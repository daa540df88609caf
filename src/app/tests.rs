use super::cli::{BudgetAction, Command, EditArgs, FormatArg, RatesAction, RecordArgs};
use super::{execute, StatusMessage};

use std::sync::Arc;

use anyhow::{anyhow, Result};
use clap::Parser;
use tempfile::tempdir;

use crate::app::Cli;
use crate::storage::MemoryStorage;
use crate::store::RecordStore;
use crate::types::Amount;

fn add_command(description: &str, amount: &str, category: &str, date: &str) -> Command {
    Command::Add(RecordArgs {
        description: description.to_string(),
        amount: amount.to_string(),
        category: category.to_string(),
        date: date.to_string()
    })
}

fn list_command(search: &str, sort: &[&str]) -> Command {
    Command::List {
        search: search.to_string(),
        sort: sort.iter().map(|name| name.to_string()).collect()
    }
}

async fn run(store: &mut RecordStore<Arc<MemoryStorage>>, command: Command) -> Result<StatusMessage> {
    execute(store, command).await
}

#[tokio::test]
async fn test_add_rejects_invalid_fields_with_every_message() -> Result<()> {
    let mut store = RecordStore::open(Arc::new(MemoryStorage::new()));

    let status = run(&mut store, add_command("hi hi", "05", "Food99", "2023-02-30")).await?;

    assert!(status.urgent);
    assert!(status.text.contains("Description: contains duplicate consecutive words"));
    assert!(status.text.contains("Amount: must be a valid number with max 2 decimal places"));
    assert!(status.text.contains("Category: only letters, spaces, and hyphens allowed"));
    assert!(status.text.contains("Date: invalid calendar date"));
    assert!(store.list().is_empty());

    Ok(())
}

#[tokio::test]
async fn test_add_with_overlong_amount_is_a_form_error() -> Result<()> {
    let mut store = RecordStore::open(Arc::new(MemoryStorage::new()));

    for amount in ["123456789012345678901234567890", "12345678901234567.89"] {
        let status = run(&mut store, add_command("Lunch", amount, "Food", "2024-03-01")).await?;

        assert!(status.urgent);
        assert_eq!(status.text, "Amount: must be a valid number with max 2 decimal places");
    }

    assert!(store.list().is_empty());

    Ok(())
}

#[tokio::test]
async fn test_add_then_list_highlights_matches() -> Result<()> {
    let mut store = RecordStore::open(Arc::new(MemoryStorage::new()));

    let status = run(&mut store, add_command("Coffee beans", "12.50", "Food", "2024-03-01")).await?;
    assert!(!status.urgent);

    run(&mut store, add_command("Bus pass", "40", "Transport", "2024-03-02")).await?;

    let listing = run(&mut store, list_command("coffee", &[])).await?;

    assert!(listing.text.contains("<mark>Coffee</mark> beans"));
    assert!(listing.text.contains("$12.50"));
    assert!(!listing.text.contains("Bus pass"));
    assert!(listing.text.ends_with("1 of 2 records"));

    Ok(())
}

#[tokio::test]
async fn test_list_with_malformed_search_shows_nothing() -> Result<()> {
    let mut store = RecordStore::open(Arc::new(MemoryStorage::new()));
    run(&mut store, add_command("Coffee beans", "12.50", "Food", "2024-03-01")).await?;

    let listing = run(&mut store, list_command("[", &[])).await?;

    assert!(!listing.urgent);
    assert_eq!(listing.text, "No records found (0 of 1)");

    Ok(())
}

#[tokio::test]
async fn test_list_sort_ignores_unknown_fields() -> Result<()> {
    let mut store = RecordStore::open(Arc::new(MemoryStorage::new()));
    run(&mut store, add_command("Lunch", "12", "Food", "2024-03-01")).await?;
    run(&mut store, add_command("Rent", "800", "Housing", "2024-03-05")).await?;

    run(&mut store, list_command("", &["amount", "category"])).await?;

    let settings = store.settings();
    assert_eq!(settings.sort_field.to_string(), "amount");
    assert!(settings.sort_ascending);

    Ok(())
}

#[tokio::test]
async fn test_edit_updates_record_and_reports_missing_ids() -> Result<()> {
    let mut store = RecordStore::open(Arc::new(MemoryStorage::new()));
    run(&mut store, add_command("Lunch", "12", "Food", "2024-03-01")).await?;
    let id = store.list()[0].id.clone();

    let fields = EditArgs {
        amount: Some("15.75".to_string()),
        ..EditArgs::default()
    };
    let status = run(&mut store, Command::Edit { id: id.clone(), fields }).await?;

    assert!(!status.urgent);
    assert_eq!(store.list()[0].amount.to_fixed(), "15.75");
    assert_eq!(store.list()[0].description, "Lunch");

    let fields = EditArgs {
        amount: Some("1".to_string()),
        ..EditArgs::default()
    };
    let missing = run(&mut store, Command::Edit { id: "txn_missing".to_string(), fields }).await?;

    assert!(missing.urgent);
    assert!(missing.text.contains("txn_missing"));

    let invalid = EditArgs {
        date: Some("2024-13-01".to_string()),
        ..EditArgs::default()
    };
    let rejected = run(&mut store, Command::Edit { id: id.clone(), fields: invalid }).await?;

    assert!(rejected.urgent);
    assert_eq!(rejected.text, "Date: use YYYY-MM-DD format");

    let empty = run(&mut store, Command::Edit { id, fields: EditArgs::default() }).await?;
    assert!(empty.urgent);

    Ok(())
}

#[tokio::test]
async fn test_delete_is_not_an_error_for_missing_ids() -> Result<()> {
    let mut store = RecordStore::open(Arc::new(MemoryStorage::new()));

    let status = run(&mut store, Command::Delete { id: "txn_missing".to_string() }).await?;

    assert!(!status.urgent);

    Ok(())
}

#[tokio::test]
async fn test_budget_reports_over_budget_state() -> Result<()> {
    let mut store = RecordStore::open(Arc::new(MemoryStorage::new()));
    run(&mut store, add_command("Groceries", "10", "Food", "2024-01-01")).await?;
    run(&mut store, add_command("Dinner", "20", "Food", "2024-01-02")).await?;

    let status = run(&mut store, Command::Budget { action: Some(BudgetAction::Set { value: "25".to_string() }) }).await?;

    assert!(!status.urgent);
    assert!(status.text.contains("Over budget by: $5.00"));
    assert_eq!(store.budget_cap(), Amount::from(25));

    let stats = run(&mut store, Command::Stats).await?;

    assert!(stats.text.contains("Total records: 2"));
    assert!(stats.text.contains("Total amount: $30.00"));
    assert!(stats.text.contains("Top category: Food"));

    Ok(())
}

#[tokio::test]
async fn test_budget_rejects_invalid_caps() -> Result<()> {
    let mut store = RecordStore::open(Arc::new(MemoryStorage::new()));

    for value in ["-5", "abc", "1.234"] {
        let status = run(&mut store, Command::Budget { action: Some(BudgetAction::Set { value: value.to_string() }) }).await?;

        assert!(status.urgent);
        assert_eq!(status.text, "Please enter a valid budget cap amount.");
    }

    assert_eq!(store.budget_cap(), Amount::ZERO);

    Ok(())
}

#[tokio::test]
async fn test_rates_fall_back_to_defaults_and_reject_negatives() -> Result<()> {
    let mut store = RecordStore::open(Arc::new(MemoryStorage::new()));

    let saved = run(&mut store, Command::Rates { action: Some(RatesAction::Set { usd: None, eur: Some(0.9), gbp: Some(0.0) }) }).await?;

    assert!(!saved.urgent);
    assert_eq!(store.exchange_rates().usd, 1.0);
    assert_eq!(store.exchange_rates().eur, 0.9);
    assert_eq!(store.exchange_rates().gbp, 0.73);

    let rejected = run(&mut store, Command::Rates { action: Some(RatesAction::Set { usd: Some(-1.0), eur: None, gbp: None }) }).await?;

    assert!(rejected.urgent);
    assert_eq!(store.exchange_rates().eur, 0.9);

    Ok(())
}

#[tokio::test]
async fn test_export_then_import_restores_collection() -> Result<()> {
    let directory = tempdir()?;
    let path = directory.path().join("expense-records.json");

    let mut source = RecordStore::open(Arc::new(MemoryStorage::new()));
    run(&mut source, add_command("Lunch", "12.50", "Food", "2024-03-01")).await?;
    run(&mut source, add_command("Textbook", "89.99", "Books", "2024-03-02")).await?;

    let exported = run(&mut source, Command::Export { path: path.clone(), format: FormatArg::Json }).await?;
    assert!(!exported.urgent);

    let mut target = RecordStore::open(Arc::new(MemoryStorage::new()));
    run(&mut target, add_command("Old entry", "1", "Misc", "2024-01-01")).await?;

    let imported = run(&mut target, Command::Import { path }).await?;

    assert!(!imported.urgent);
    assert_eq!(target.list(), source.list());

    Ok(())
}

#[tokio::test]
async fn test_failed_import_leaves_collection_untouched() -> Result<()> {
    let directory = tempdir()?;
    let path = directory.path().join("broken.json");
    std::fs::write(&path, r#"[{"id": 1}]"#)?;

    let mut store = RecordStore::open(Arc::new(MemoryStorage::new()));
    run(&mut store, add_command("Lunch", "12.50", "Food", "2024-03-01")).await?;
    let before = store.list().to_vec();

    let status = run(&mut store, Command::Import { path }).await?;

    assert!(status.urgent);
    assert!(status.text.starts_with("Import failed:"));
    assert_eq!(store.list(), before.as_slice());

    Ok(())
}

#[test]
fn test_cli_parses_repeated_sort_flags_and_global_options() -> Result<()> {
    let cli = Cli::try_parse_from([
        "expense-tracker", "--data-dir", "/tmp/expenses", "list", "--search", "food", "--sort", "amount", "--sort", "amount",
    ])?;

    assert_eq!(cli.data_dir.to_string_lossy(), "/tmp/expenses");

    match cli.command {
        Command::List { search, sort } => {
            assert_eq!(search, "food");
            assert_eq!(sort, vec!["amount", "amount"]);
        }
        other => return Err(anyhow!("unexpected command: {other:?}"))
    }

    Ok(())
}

_ _ _ _ _

YOUR GOAL: If a line in the records contains the word "super", copy it out.

EXPECTED ANSWER:
use super::cli::{BudgetAction, Command, EditArgs, FormatArg, RatesAction, RecordArgs};
use super::{execute, StatusMessage};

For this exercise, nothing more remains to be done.